* [Your objective]:
Report how many lines below include "Connection", giving the figure alone.

* [Given records]:
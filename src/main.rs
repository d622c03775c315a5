// 🧾 registry-recon - Command line front end
//
// Import dataset versions, fill the score cache, reconcile and check
// overrides against one SQLite database.

use anyhow::{Context, Result};
use clap::{Parser, Subcommand, ValueEnum};
use rusqlite::Connection;
use std::fs::File;
use std::io::{self, BufWriter, Write};
use std::path::{Path, PathBuf};
use std::process::ExitCode;
use tracing_subscriber::EnvFilter;

use registry_recon::export::{write_rows, write_warnings};
use registry_recon::import::{load_entities_csv, load_overrides_csv, load_results_csv};
use registry_recon::{
    check_consistency, compute_scores, find_missing, import_entities, import_overrides, import_results,
    list_datasets, open_database, reconcile, resolve_dataset, DatasetKind, OutputFormat, ReconConfig,
    ReconSummary, Severity,
};

#[derive(Parser, Debug)]
#[command(name = "registry-recon", version, about = "Reconcile entities against public license registries")]
struct Cli {
    /// Enable verbose output. Repeat for more verbosity (-v, -vv, -vvv).
    #[arg(short, long, action = clap::ArgAction::Count, global = true)]
    verbose: u8,

    /// SQLite database file
    #[arg(long, env = "RECON_DB", default_value = "recon.db", global = true)]
    db: PathBuf,

    /// TOML file with scoring, threshold and scheduler settings
    #[arg(long, env = "RECON_CONFIG", global = true)]
    config: Option<PathBuf>,

    #[command(subcommand)]
    command: Commands,
}

#[derive(Subcommand, Debug)]
enum Commands {
    /// Import a CSV file as a new immutable dataset version
    Import {
        #[arg(value_enum)]
        kind: KindArg,
        #[arg(long)]
        tag: String,
        #[arg(long)]
        file: PathBuf,
    },

    /// List imported dataset versions
    Datasets {
        #[arg(long, value_enum)]
        kind: Option<KindArg>,
    },

    /// List (entity, result) pairs that have no score yet
    Missing(PairArgs),

    /// Score every missing pair
    Score {
        #[command(flatten)]
        pair: PairArgs,
        #[arg(long)]
        batch_size: Option<usize>,
    },

    /// Reconciled status per (entity, jurisdiction)
    Reconcile {
        #[command(flatten)]
        pair: PairArgs,
        #[arg(long)]
        overrides: Option<String>,
        #[command(flatten)]
        output: OutputArgs,
    },

    /// Consistency warnings for an override dataset
    Check {
        #[command(flatten)]
        pair: PairArgs,
        #[arg(long)]
        overrides: String,
        #[command(flatten)]
        output: OutputArgs,
    },
}

#[derive(clap::Args, Debug)]
struct PairArgs {
    /// Entity dataset tag
    #[arg(long)]
    entities: String,
    /// Result dataset tag
    #[arg(long)]
    results: String,
}

#[derive(clap::Args, Debug)]
struct OutputArgs {
    #[arg(long, value_enum, default_value_t = FormatArg::Table)]
    format: FormatArg,
    /// Write to a file instead of stdout
    #[arg(long)]
    out: Option<PathBuf>,
}

#[derive(ValueEnum, Clone, Copy, Debug)]
enum KindArg {
    Entities,
    Results,
    Overrides,
}

impl From<KindArg> for DatasetKind {
    fn from(kind: KindArg) -> Self {
        match kind {
            KindArg::Entities => DatasetKind::Entities,
            KindArg::Results => DatasetKind::Results,
            KindArg::Overrides => DatasetKind::Overrides,
        }
    }
}

#[derive(ValueEnum, Clone, Copy, Debug, PartialEq, Eq)]
enum FormatArg {
    Table,
    Json,
    Csv,
}

impl From<FormatArg> for OutputFormat {
    fn from(format: FormatArg) -> Self {
        match format {
            FormatArg::Table => OutputFormat::Table,
            FormatArg::Json => OutputFormat::Json,
            FormatArg::Csv => OutputFormat::Csv,
        }
    }
}

fn main() -> ExitCode {
    let cli = Cli::parse();

    let filter = match cli.verbose {
        0 => EnvFilter::new("warn"),
        1 => EnvFilter::new("info"),
        2 => EnvFilter::new("debug"),
        _ => EnvFilter::new("trace"),
    };

    tracing_subscriber::fmt()
        .with_env_filter(filter)
        .with_target(false)
        .with_writer(io::stderr)
        .init();

    match run(cli) {
        Ok(code) => ExitCode::from(code),
        Err(e) => {
            tracing::error!("{e:#}");
            eprintln!("❌ {e:#}");
            ExitCode::from(1)
        }
    }
}

fn run(cli: Cli) -> Result<u8> {
    let config = load_config(cli.config.as_deref())?;
    let conn = open_database(&cli.db).with_context(|| format!("Failed to open database: {}", cli.db.display()))?;
    tracing::debug!(db = %cli.db.display(), "database ready");

    match cli.command {
        Commands::Import { kind, tag, file } => run_import(&conn, kind.into(), &tag, &file),
        Commands::Datasets { kind } => run_datasets(&conn, kind.map(Into::into)),
        Commands::Missing(pair) => run_missing(&conn, &pair),
        Commands::Score { pair, batch_size } => run_score(&conn, &pair, batch_size, &config),
        Commands::Reconcile { pair, overrides, output } => {
            run_reconcile(&conn, &pair, overrides.as_deref(), &output, &config)
        }
        Commands::Check { pair, overrides, output } => run_check(&conn, &pair, &overrides, &output),
    }
}

fn load_config(path: Option<&Path>) -> Result<ReconConfig> {
    match path {
        Some(path) => ReconConfig::from_file(path)
            .with_context(|| format!("Failed to load config: {}", path.display())),
        None => Ok(ReconConfig::default()),
    }
}

// ============================================================================
// COMMANDS
// ============================================================================

fn run_import(conn: &Connection, kind: DatasetKind, tag: &str, file: &Path) -> Result<u8> {
    let version = match kind {
        DatasetKind::Entities => import_entities(conn, tag, &load_entities_csv(file)?)?,
        DatasetKind::Results => import_results(conn, tag, &load_results_csv(file)?)?,
        DatasetKind::Overrides => import_overrides(conn, tag, &load_overrides_csv(file)?)?,
    };

    println!(
        "✓ Imported {} {} as {} (tag {}, sha256 {})",
        version.row_count,
        kind,
        version.id,
        version.tag,
        &version.content_hash[..12.min(version.content_hash.len())]
    );
    Ok(0)
}

fn run_datasets(conn: &Connection, kind: Option<DatasetKind>) -> Result<u8> {
    let versions = list_datasets(conn, kind)?;
    if versions.is_empty() {
        println!("No datasets imported yet");
        return Ok(0);
    }

    println!("{:<6} {:<10} {:<24} {:>8}  {}", "ID", "KIND", "TAG", "ROWS", "CREATED");
    for v in versions {
        println!(
            "{:<6} {:<10} {:<24} {:>8}  {}",
            v.id.0,
            v.kind,
            v.tag,
            v.row_count,
            v.created_at.format("%Y-%m-%d %H:%M:%S")
        );
    }
    Ok(0)
}

fn run_missing(conn: &Connection, pair: &PairArgs) -> Result<u8> {
    let entities = resolve_dataset(conn, DatasetKind::Entities, &pair.entities)?;
    let results = resolve_dataset(conn, DatasetKind::Results, &pair.results)?;

    let missing = find_missing(conn, entities.id, results.id)?;
    for (entity_id, result_id) in &missing {
        println!("{}\t{}", entity_id, result_id);
    }
    eprintln!("{} unscored pair(s)", missing.len());
    Ok(0)
}

fn run_score(conn: &Connection, pair: &PairArgs, batch_size: Option<usize>, config: &ReconConfig) -> Result<u8> {
    let entities = resolve_dataset(conn, DatasetKind::Entities, &pair.entities)?;
    let results = resolve_dataset(conn, DatasetKind::Results, &pair.results)?;
    let batch_size = batch_size.unwrap_or(config.scheduler.batch_size);

    let stats = compute_scores(conn, entities.id, results.id, batch_size, config)?;
    println!(
        "✓ Scored {} pair(s) in {} batch(es), {} failed",
        stats.scored, stats.batches, stats.failed
    );
    Ok(if stats.failed > 0 { 2 } else { 0 })
}

fn run_reconcile(
    conn: &Connection,
    pair: &PairArgs,
    overrides: Option<&str>,
    output: &OutputArgs,
    config: &ReconConfig,
) -> Result<u8> {
    let entities = resolve_dataset(conn, DatasetKind::Entities, &pair.entities)?;
    let results = resolve_dataset(conn, DatasetKind::Results, &pair.results)?;
    let overrides = overrides
        .map(|tag| resolve_dataset(conn, DatasetKind::Overrides, tag))
        .transpose()?;

    let rows = reconcile(conn, entities.id, results.id, overrides.map(|o| o.id), config)?;

    let mut out = open_output(output.out.as_deref())?;
    write_rows(&rows, output.format.into(), &mut out)?;
    out.flush()?;

    if output.out.is_some() || output.format != FormatArg::Table {
        eprintln!("{}", ReconSummary::of(&rows).line());
    }
    Ok(0)
}

fn run_check(conn: &Connection, pair: &PairArgs, overrides: &str, output: &OutputArgs) -> Result<u8> {
    let entities = resolve_dataset(conn, DatasetKind::Entities, &pair.entities)?;
    let results = resolve_dataset(conn, DatasetKind::Results, &pair.results)?;
    let overrides = resolve_dataset(conn, DatasetKind::Overrides, overrides)?;

    let warnings = check_consistency(conn, entities.id, results.id, overrides.id)?;

    let mut out = open_output(output.out.as_deref())?;
    write_warnings(&warnings, output.format.into(), &mut out)?;
    out.flush()?;

    let errors = warnings.iter().filter(|w| w.severity == Severity::Error).count();
    Ok(if errors > 0 { 1 } else { 0 })
}

fn open_output(path: Option<&Path>) -> Result<Box<dyn Write>> {
    Ok(match path {
        Some(path) => Box::new(BufWriter::new(
            File::create(path).with_context(|| format!("Failed to create {}", path.display()))?,
        )),
        None => Box::new(BufWriter::new(io::stdout().lock())),
    })
}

* [Answer box]:
7